The new restrictions prohibit Virginia police from sharing tracking data with the Trump administration and require Virginians’ data to be regularly purged.
And not a minute too soon: this year, ICE has used ALPRs to target immigrants all over the United States.
Supercharged by AI, government surveillance is rapidly expanding. The erosion of privacy is a direct threat to anyone in the crosshairs of the Trump administration – including our immigrant neighbors, people seeking reproductive and gender-affirming care, and everyone protesting for democracy.
How We're Shoring Up Our Rights At Home
When lawmakers return to the Capitol in Richmond next January, we'll be there, ready to advocate to protect Virginians from escalating attacks on our civil rights and civil liberties. To meet the moment, we’re setting our sights even higher than Virginia Code, and aiming for Virginia’s constitution.
Enshrining our rights in Virginia’s constitution would mean no matter who’s in office, our rights would be as secure as possible. In 2025, we pushed Virginia lawmakers to pass language for three amendments to Virginia’s constitution: one to protect Virginians’ reproductive freedom, one to guarantee marriage equality in the Commonwealth, and one to expand the right to vote.
The amendments are far from a done deal. Passing a constitutional amendment is a multi-year process, and these amendments will only become part of Virginia’s constitution if lawmakers pass the exact same language again in this year’s upcoming legislative session.
Only then would Virginians finally get the chance to vote on the amendments themselves, when the proposals would go on the ballot for the November 2026 election. After all, our civil rights and civil liberties should never be left to the whims of politicians.
As federal attacks on our freedoms escalate, that couldn’t be more important. Virginia is the only state in the South that didn’t pass an abortion ban after Roe v. Wade was overturned, and since 2022, it's seen the largest increase in out-of-state patients seeking reproductive healthcare of any state. A constitutional amendment would protect access to reproductive healthcare in Virginia – from contraception to childbirth – from government interference.
Other fundamental freedoms are vulnerable to federal threats, too. For example, in Virginia, same-sex marriage is prohibited by our state constitution: it’s only currently possible because federal court decisions legalizing it override the outdated ban on same-sex marriage that’s still written into Virginia’s constitution.
If the Supreme Court decision legalizing same-sex marriage nationwide were overturned, then Virginia’s constitutional ban could go into effect. An amendment to Virginia’s state constitution would ensure no matter what happens at the federal level, Virginia marriages would be protected.
The third amendment to Virginia’s constitution that we're pushing lawmakers to pass is different than the first two, which seek to protect the rights we already have. The third amendment seeks to right a wrong: it would eliminate the Commonwealth’s policy of permanently stripping anyone with a felony conviction of their right to vote.

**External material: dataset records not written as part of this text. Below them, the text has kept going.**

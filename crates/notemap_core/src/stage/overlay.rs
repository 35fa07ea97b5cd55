//! Per-note view of a batch applied over its base.
//!
//! # Responsibility
//! - Read the hypothetical state of one note as if its batch were
//!   committed.
//! - Stage edits to that note by appending to the batch.
//!
//! # Invariants
//! - Every read loads the base note first; a failed lookup returns before
//!   the log is scanned.
//! - Reads scan the whole log in append order on every call. Nothing is
//!   memoized, so edits appended between reads are always visible.
//! - Mutations never target `UNASSIGNED_NOTE_ID`.

use crate::model::change::Operation;
use crate::model::note::{NoteId, UNASSIGNED_NOTE_ID};
use crate::repo::loader::{load_note, LoadResult, Note, NoteBox};
use crate::stage::batch::Batch;

/// Read/write projection of one note under a batch.
///
/// Views are plain `(batch, id)` pairs: cheap to copy, never owning the
/// batch and never caching what they read.
#[derive(Debug, Clone, Copy)]
pub struct OverlayView<'a> {
    batch: &'a Batch<'a>,
    id: NoteId,
}

impl<'a> OverlayView<'a> {
    pub(crate) fn new(batch: &'a Batch<'a>, id: NoteId) -> Self {
        Self { batch, id }
    }

    /// Batch this view reads through and appends to.
    pub fn batch(&self) -> &'a Batch<'a> {
        self.batch
    }

    /// Stages a replacement of this note's value and datatype.
    ///
    /// The new value is visible to subsequent `value()` calls only.
    ///
    /// # Panics
    /// - When this view targets the unassigned id `0`.
    pub fn set_value(&self, lexical: impl Into<String>, datatype: NoteId) {
        self.assert_assigned();
        self.batch
            .append(Operation::set_value(self.id, lexical, datatype));
    }

    /// Stages appending `child` to this note's contents.
    ///
    /// Returns a view of `child` on the same batch so nested edits chain.
    ///
    /// # Panics
    /// - When this view targets the unassigned id `0`.
    pub fn add_content(&self, child: NoteId) -> OverlayView<'a> {
        self.assert_assigned();
        self.batch.append(Operation::add_content(self.id, child));
        Self::new(self.batch, child)
    }

    fn assert_assigned(&self) {
        assert!(
            self.id != UNASSIGNED_NOTE_ID,
            "cannot stage edits for a note whose id is still unassigned (0)"
        );
    }

    fn base_note(&self) -> LoadResult<NoteBox<'a>> {
        load_note(self.batch.resolved_base(), self.id)
    }
}

impl<'a> Note<'a> for OverlayView<'a> {
    fn id(&self) -> NoteId {
        self.id
    }

    // No staged operation edits types; they are read from the base as is.
    fn types(&self) -> LoadResult<Vec<NoteBox<'a>>> {
        self.base_note()?.types()
    }

    fn supertypes(&self) -> LoadResult<Vec<NoteBox<'a>>> {
        self.base_note()?.supertypes()
    }

    fn value(&self) -> LoadResult<(String, NoteBox<'a>)> {
        let (mut lexical, base_datatype) = self.base_note()?.value()?;
        let mut datatype = base_datatype.id();

        for op in self.batch.replay().iter() {
            if !op.affects(self.id) {
                continue;
            }
            match op {
                Operation::SetValue {
                    lexical: staged_lexical,
                    datatype: staged_datatype,
                    ..
                } => {
                    lexical.clone_from(staged_lexical);
                    datatype = *staged_datatype;
                }
                Operation::AddContent { .. } => {}
            }
        }

        let datatype: NoteBox<'a> = Box::new(self.batch.note(datatype));
        Ok((lexical, datatype))
    }

    fn contents(&self) -> LoadResult<Vec<NoteBox<'a>>> {
        let mut contents = self.base_note()?.contents()?;

        for op in self.batch.replay().iter() {
            if !op.affects(self.id) {
                continue;
            }
            match op {
                Operation::AddContent { add, .. } => {
                    contents.push(Box::new(self.batch.note(*add)));
                }
                Operation::SetValue { .. } => {}
            }
        }

        Ok(contents)
    }
}
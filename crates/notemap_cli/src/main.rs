//! CLI smoke entry point.
//!
//! # Responsibility
//! - Verify `notemap_core` linkage from a standalone executable.
//! - Show one staged read next to its committed read-back.
//! - Route core log events to a rolling file under the temp directory.

use notemap_core::db::open_db_in_memory;
use notemap_core::{
    default_log_level, init_logging, note_ids, Batch, Note, NoteRecord, NoteStore,
    SqliteNoteStore,
};
use std::error::Error;
use std::process::ExitCode;

fn main() -> ExitCode {
    println!("notemap_core version={}", notemap_core::core_version());
    let log_dir = std::env::temp_dir().join("notemap_cli_logs");
    match init_logging(default_log_level(), &log_dir.to_string_lossy()) {
        Ok(()) => println!("logging to {}", log_dir.display()),
        Err(err) => eprintln!("logging disabled: {err}"),
    }
    match run_demo() {
        Ok(()) => ExitCode::SUCCESS,
        Err(err) => {
            eprintln!("notemap demo failed: {err}");
            ExitCode::FAILURE
        }
    }
}

fn run_demo() -> Result<(), Box<dyn Error>> {
    let mut conn = open_db_in_memory()?;
    let mut store = SqliteNoteStore::try_new(&mut conn)?;
    store.insert_note(&NoteRecord::with_value(1, "inbox", 0))?;
    // Commits only edit notes that already hold an id.
    store.insert_note(&NoteRecord::empty(2))?;

    let batch = Batch::with_base(&store);
    let inbox = batch.note(1);
    inbox.add_content(2).set_value("first staged note", 0);
    inbox.set_value("inbox (draft)", 0);

    let (lexical, _) = inbox.value()?;
    println!(
        "staged value={lexical:?} contents={:?} ops={}",
        note_ids(&inbox.contents()?),
        batch.len()
    );

    let operations = batch.into_operations();
    let applied = store.commit(&operations)?;
    let committed = notemap_core::load_note(&store, 1)?;
    println!(
        "committed ops={applied} value={:?} contents={:?}",
        committed.value()?.0,
        note_ids(&committed.contents()?)
    );
    Ok(())
}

It's no exaggeration to call Virginia’s felony disenfranchisement law a relic of Jim Crow. After the Civil War, former Confederate states like Virginia were determined to keep newly freed Black people from voting, so they expanded felony laws and selectively enforced them against free Black people – then used those convictions to systematically strip people of their right to vote.
More than a century later, Virginia is the harshest state in the country when it comes to restoring the right to vote after a felony conviction. Virginia’s Black residents are still disenfranchised at one of the highest rates in the country: today, one in 10 Black adults in Virginia is disenfranchised because of a felony conviction.
A constitutional amendment would put the right to vote out of reach of individual governors or parties, and it would make sure that everyone’s right to vote is automatically restored when they’re released from prison. After all, our democracy doesn’t work unless everyone has a voice.
These three constitutional amendments are one reason that we chose to make our largest ever investment in voter education this fall.
We’re nonpartisan, and we don’t endorse candidates, but the lawmakers who Virginians elected this November will be the ones who determine whether these constitutional amendments move forward to the ballot for Virginians to vote on in November 2026.
In other words, Virginia’s election this year determines whether Virginians will get to vote directly on whether lifesaving reproductive healthcare remains accessible in the Commonwealth, whether Virginians can marry the person they love, and whether people who have served their time can participate in our democracy.
Amending Virginia’s constitution is ambitious. To do it three times? Even more so.
But we’re not in this alone: we’re working with coalitions of grassroots partners and everyday Virginians on all three constitutional amendments because we know that to do this work takes people power.
We Need You
It’s only thanks to YOU that we can integrate different tools like lawsuits, legislation, and community organizing into a single advocacy strategy.
It takes resources to do this work, and it takes committed people like you to make sure we’re everywhere that we’re needed.
This year, we’ve almost doubled our membership, and we’ve more than doubled our reach on social media. That’s more Virginians who know their rights, more communities who have an informed advocate to turn to, and more people who are part of this movement for freedom and justice in the Commonwealth.
The highlights we listed above are just some of the work that your support enabled us to do in 2025. Together, just imagine what we can do in 2026 to fight back against federal overreach.
Immigrants’ rights, reproductive freedom, voting rights, and more are all at risk right now. To be in the courts, in the legislature, and in communities, we need you with us.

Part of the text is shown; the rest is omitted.